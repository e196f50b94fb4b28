//! Huffman-style output encoding of non-reversible truth tables.
//!
//! A table in which some output pattern repeats cannot be realised
//! reversibly as-is. The encoder replaces each output pattern with a
//! prefix-free code whose length absorbs the pattern's multiplicity; the
//! returned codeword map drives the decoder circuit emitted after
//! synthesis.

use std::cmp::Ordering;
use std::collections::{BTreeMap, BinaryHeap};

use tracing::debug;

use crate::cube::Cube;
use crate::table::TruthTable;

/// Codeword map of the with-additional-line encoding: one code per output
/// pattern.
pub type CodewordMap = BTreeMap<Cube, Cube>;

/// Codeword map of the without-additional-line encoding: several codes per
/// output pattern (one per power-of-two frequency slice).
pub type CodewordMultiMap = BTreeMap<Cube, Vec<Cube>>;

/// Node of the Huffman tree. Leaves carry an output pattern; internal
/// nodes carry an empty cube.
struct HuffmanNode {
    freq: usize,
    data: Cube,
    left: Option<Box<HuffmanNode>>,
    right: Option<Box<HuffmanNode>>,
}

impl HuffmanNode {
    fn leaf(data: Cube, freq: usize) -> Self {
        Self {
            freq,
            data,
            left: None,
            right: None,
        }
    }

    /// Walk the tree, reporting each leaf with its root path (0 = left,
    /// 1 = right).
    fn traverse<F: FnMut(&Cube, Cube)>(&self, code: Cube, f: &mut F) {
        if !self.data.is_empty() {
            f(&self.data, code);
            return;
        }
        if let Some(left) = &self.left {
            left.traverse(code.clone().append_zero(), f);
        }
        if let Some(right) = &self.right {
            right.traverse(code.append_one(), f);
        }
    }
}

impl PartialEq for HuffmanNode {
    fn eq(&self, other: &Self) -> bool {
        self.cmp(other) == Ordering::Equal
    }
}

impl Eq for HuffmanNode {}

impl PartialOrd for HuffmanNode {
    fn partial_cmp(&self, other: &Self) -> Option<Ordering> {
        Some(self.cmp(other))
    }
}

impl Ord for HuffmanNode {
    /// Min-ordering key: weight, then leaves before internal nodes, then
    /// pattern. Leaf-before-internal is what hands equal-weight leaves the
    /// shorter codes.
    fn cmp(&self, other: &Self) -> Ordering {
        self.freq
            .cmp(&other.freq)
            .then_with(|| self.data.is_empty().cmp(&other.data.is_empty()))
            .then_with(|| self.data.cmp(&other.data))
    }
}

fn ceil_log2(n: usize) -> usize {
    (n as f64).log2().ceil() as usize
}

/// Build the Huffman tree over `(pattern, frequency)` leaves with leaf
/// weight ⌈log₂ freq⌉ and parent weight `max(children) + 1`.
fn huffman_tree(leaves: Vec<(Cube, usize)>) -> HuffmanNode {
    let mut heap: BinaryHeap<std::cmp::Reverse<HuffmanNode>> = leaves
        .into_iter()
        .map(|(data, freq)| std::cmp::Reverse(HuffmanNode::leaf(data, ceil_log2(freq))))
        .collect();

    while heap.len() > 1 {
        let left = heap.pop().expect("len > 1").0;
        let right = heap.pop().expect("len > 1").0;
        let parent = HuffmanNode {
            freq: left.freq.max(right.freq) + 1,
            data: Cube::new(),
            left: Some(Box::new(left)),
            right: Some(Box::new(right)),
        };
        heap.push(std::cmp::Reverse(parent));
    }
    heap.pop().expect("at least one leaf").0
}

/// Fill the redundant don't-care positions of each codeword from the
/// pattern it encodes, and mark the non-primary output lines as garbage.
fn finish_codewords<'a>(
    tt: &mut TruthTable,
    codes: impl Iterator<Item = (&'a Cube, &'a mut Cube)>,
    required_garbage: usize,
) {
    let additional = tt.minimum_additional_lines();
    let n_bits = tt.n_inputs().max(tt.n_outputs() + additional);
    let r = n_bits - required_garbage;
    let n_primary = tt.n_primary_outputs();

    tt.garbage_mut().resize(required_garbage, false);
    let garbage_bits = n_bits - n_primary;
    debug_assert!(garbage_bits <= required_garbage);
    for i in 0..garbage_bits {
        tt.set_garbage(i);
    }

    for (pattern, code) in codes {
        let mut out_cube = pattern.clone();
        out_cube.resize(n_bits);

        let filled: Cube = (0..required_garbage)
            .map(|i| match code.0[i] {
                Some(bit) => Some(bit),
                None => out_cube.0[r + i],
            })
            .collect();
        *code = filled;
    }
}

/// Encode the outputs with one Huffman code per pattern, assuming an
/// additional line may be spent.
///
/// Returns the pattern → codeword map for the decoder stage; empty when the
/// table is already reversible.
pub fn encode_with_additional_line(tt: &mut TruthTable) -> CodewordMap {
    let mut output_freq: BTreeMap<Cube, usize> = BTreeMap::new();
    for (_, output) in tt.iter() {
        *output_freq.entry(output.clone()).or_insert(0) += 1;
    }

    if output_freq.len() == tt.size() {
        return CodewordMap::new();
    }

    let top = huffman_tree(output_freq.into_iter().collect());
    let required_garbage = top.freq;

    let mut encoding = CodewordMap::new();
    top.traverse(Cube::new(), &mut |pattern, code| {
        let mut code = code;
        code.resize(required_garbage);
        encoding.insert(pattern.clone(), code);
    });

    finish_codewords(
        tt,
        encoding.iter_mut().map(|(k, v)| (k, v)),
        required_garbage,
    );

    debug!(codewords = encoding.len(), width = required_garbage, "encoded outputs");

    let lookup = encoding.clone();
    for (_, output) in tt.iter_mut() {
        *output = lookup[output].clone();
    }

    encoding
}

/// Encode the outputs without spending an additional line: frequencies are
/// first split into powers of two, and the codes of each split slice are
/// handed out round-robin across the pattern's occurrences.
pub fn encode_without_additional_line(tt: &mut TruthTable) -> CodewordMultiMap {
    let mut output_freq: BTreeMap<Cube, usize> = BTreeMap::new();
    for (_, output) in tt.iter() {
        *output_freq.entry(output.clone()).or_insert(0) += 1;
    }

    // split every frequency into powers of two
    let mut leaves: Vec<(Cube, usize)> = Vec::new();
    for (pattern, &freq) in &output_freq {
        if freq & (freq - 1) == 0 {
            leaves.push((pattern.clone(), freq));
            continue;
        }
        for bit in 0..usize::BITS {
            if (freq >> bit) & 1 == 1 {
                leaves.push((pattern.clone(), 1 << bit));
            }
        }
    }

    if leaves.len() == tt.size() {
        return CodewordMultiMap::new();
    }

    let top = huffman_tree(leaves);
    let required_garbage = top.freq;

    let mut encoding = CodewordMultiMap::new();
    top.traverse(Cube::new(), &mut |pattern, code| {
        encoding.entry(pattern.clone()).or_default().push(code);
    });

    // per-pattern stacks of (replicated) codes, before don't-care filling
    let mut code_stacks: BTreeMap<Cube, Vec<Cube>> = BTreeMap::new();
    for (pattern, codes) in &mut encoding {
        for code in codes {
            let copies = 1usize << (required_garbage - code.len());
            code.resize(required_garbage);
            for _ in 0..copies {
                code_stacks.entry(pattern.clone()).or_default().push(code.clone());
            }
        }
    }

    finish_codewords(
        tt,
        encoding
            .iter_mut()
            .flat_map(|(k, v)| v.iter_mut().map(move |c| (k, c))),
        required_garbage,
    );

    for (_, output) in tt.iter_mut() {
        let stack = code_stacks.get_mut(output).expect("every output has codes");
        *output = stack.pop().expect("stack sized to the frequency");
    }

    encoding
}

/// Widen the table to `n_bits`: constants are prepended on the most
/// significant side by default, or appended as zeros on the least
/// significant side when `append_zeros` is set. Constant and garbage
/// column flags track the added lines.
pub fn augment_with_constants(tt: &mut TruthTable, n_bits: usize, append_zeros: bool) {
    let out_add = n_bits.saturating_sub(tt.n_outputs());
    let in_add = n_bits.saturating_sub(tt.n_inputs());

    for _ in 0..out_add {
        if tt.garbage().len() >= n_bits {
            break;
        }
        if append_zeros {
            tt.garbage_mut().insert(0, true);
        } else {
            let len = tt.garbage().len();
            tt.garbage_mut().resize(len + 1, false);
        }
    }
    for _ in 0..in_add {
        if tt.constants().len() >= n_bits {
            break;
        }
        if append_zeros {
            tt.constants_mut().insert(0, true);
        } else {
            tt.constants_mut().push(true);
        }
    }

    tt.rebuild(|mut input, mut output| {
        for _ in 0..out_add {
            if append_zeros {
                output = output.append_zero();
            } else {
                output.insert_zero();
            }
        }
        if input.len() < output.len() {
            let add = output.len() - input.len();
            for _ in 0..add {
                if append_zeros {
                    input = input.append_zero();
                } else {
                    input.insert_zero();
                }
            }
        }
        (input, output)
    });
}

#[cfg(test)]
mod tests {
    use super::*;

    fn cube(s: &str) -> Cube {
        s.chars()
            .map(|c| match c {
                '1' => Some(true),
                '0' => Some(false),
                _ => None,
            })
            .collect()
    }

    #[test]
    fn test_reversible_table_is_left_alone() {
        let mut tt = TruthTable::new();
        for v in 0..4u64 {
            tt.insert(Cube::from_integer(v, 2), Cube::from_integer(v, 2));
        }
        let before = tt.clone();
        let codes = encode_with_additional_line(&mut tt);
        assert!(codes.is_empty());
        assert_eq!(tt, before);
    }

    #[test]
    fn test_encoding_with_repeated_outputs() {
        // frequencies 00:2, 01:1, 10:1 -> codes 0-, 10, 11
        let mut tt = TruthTable::new();
        tt.insert(cube("00"), cube("00"));
        tt.insert(cube("01"), cube("01"));
        tt.insert(cube("10"), cube("10"));
        tt.insert(cube("11"), cube("00"));

        let codes = encode_with_additional_line(&mut tt);

        assert_eq!(tt.n_outputs(), 2);
        assert!(tt.find(0b00, 2).unwrap().1.matches_integer(0b00, 2));
        assert!(tt.find(0b11, 2).unwrap().1.matches_integer(0b00, 2));
        assert!(tt.find(0b01, 2).unwrap().1.matches("1-"));
        assert!(tt.find(0b10, 2).unwrap().1.matches("1-"));

        // repeated pattern gets the short code
        assert!(codes[&cube("00")].matches("0-"));
        assert_eq!(codes[&cube("01")].len(), 2);
        assert_eq!(codes[&cube("10")].len(), 2);
        assert_ne!(codes[&cube("01")], codes[&cube("10")]);

        // the code's don't-care position became a garbage output
        assert_eq!(tt.garbage(), &[true, false]);
    }

    #[test]
    fn test_encoding_grows_outputs_when_needed() {
        // one pattern appearing three times needs two garbage bits
        let mut tt = TruthTable::new();
        tt.insert(cube("00"), cube("00"));
        tt.insert(cube("01"), cube("11"));
        tt.insert(cube("10"), cube("11"));
        tt.insert(cube("11"), cube("11"));

        encode_with_additional_line(&mut tt);

        assert_eq!(tt.n_outputs(), 3);
        assert!(tt.find(0b00, 2).unwrap().1.matches("0--"));
        for v in [0b01, 0b10, 0b11] {
            assert!(tt.find(v, 2).unwrap().1.matches("1--"));
        }
    }

    #[test]
    fn test_encoding_without_additional_line_splits_frequencies() {
        // frequency 3 splits into 2 + 1; the three occurrences share codes
        // under the same leading bit
        let mut tt = TruthTable::new();
        tt.insert(cube("00"), cube("00"));
        tt.insert(cube("01"), cube("11"));
        tt.insert(cube("10"), cube("11"));
        tt.insert(cube("11"), cube("11"));

        let codes = encode_without_additional_line(&mut tt);

        // the split pattern owns one short and one full-length code
        assert_eq!(codes[&cube("11")].len(), 2);
        assert_eq!(codes[&cube("00")].len(), 1);

        // output width is unchanged and every occurrence of the repeated
        // pattern received a code from its own bucket
        assert_eq!(tt.n_outputs(), 2);
        let outputs: Vec<String> = tt.iter().map(|(_, o)| o.to_string()).collect();
        assert_eq!(outputs.iter().filter(|o| o.starts_with('0')).count(), 2);
        assert_eq!(outputs[0], "10");
    }

    #[test]
    fn test_augment_prepends_constants() {
        let mut tt = TruthTable::new();
        tt.insert(cube("00"), cube("0--"));
        tt.insert(cube("01"), cube("1--"));
        augment_with_constants(&mut tt, 4, false);

        assert_eq!(tt.n_inputs(), 4);
        assert_eq!(tt.n_outputs(), 4);
        assert!(tt.find(0b0000, 4).is_some());
        assert!(tt.find(0b0001, 4).is_some());
        // two added input columns on the MSB side
        assert_eq!(tt.constants(), &[true, true]);
    }

    #[test]
    fn test_augment_appends_zeros() {
        let mut tt = TruthTable::new();
        tt.insert(cube("0"), cube("1"));
        augment_with_constants(&mut tt, 2, true);

        let (input, output) = tt.iter().next().unwrap();
        assert!(input.matches("00"));
        assert!(output.matches("10"));
        assert_eq!(tt.garbage(), &[true]);
        assert_eq!(tt.constants(), &[true]);
    }
}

——————————

* **Task directions**
Given the records above, reproduce precisely and only the lines between the line holding "right.traverse(code.append_one(), f);" and the line holding "codes: impl Iterator<Item", inclusive.

* **Answer space**
            right.traverse(code.append_one(), f);
        }
    }
}

impl PartialEq for HuffmanNode {
    fn eq(&self, other: &Self) -> bool {
        self.cmp(other) == Ordering::Equal
    }
}

impl Eq for HuffmanNode {}

impl PartialOrd for HuffmanNode {
    fn partial_cmp(&self, other: &Self) -> Option<Ordering> {
        Some(self.cmp(other))
    }
}

impl Ord for HuffmanNode {
    /// Min-ordering key: weight, then leaves before internal nodes, then
    /// pattern. Leaf-before-internal is what hands equal-weight leaves the
    /// shorter codes.
    fn cmp(&self, other: &Self) -> Ordering {
        self.freq
            .cmp(&other.freq)
            .then_with(|| self.data.is_empty().cmp(&other.data.is_empty()))
            .then_with(|| self.data.cmp(&other.data))
    }
}

fn ceil_log2(n: usize) -> usize {
    (n as f64).log2().ceil() as usize
}

/// Build the Huffman tree over `(pattern, frequency)` leaves with leaf
/// weight ⌈log₂ freq⌉ and parent weight `max(children) + 1`.
fn huffman_tree(leaves: Vec<(Cube, usize)>) -> HuffmanNode {
    let mut heap: BinaryHeap<std::cmp::Reverse<HuffmanNode>> = leaves
        .into_iter()
        .map(|(data, freq)| std::cmp::Reverse(HuffmanNode::leaf(data, ceil_log2(freq))))
        .collect();

    while heap.len() > 1 {
        let left = heap.pop().expect("len > 1").0;
        let right = heap.pop().expect("len > 1").0;
        let parent = HuffmanNode {
            freq: left.freq.max(right.freq) + 1,
            data: Cube::new(),
            left: Some(Box::new(left)),
            right: Some(Box::new(right)),
        };
        heap.push(std::cmp::Reverse(parent));
    }
    heap.pop().expect("at least one leaf").0
}

/// Fill the redundant don't-care positions of each codeword from the
/// pattern it encodes, and mark the non-primary output lines as garbage.
fn finish_codewords<'a>(
    tt: &mut TruthTable,
    codes: impl Iterator<Item = (&'a Cube, &'a mut Cube)>,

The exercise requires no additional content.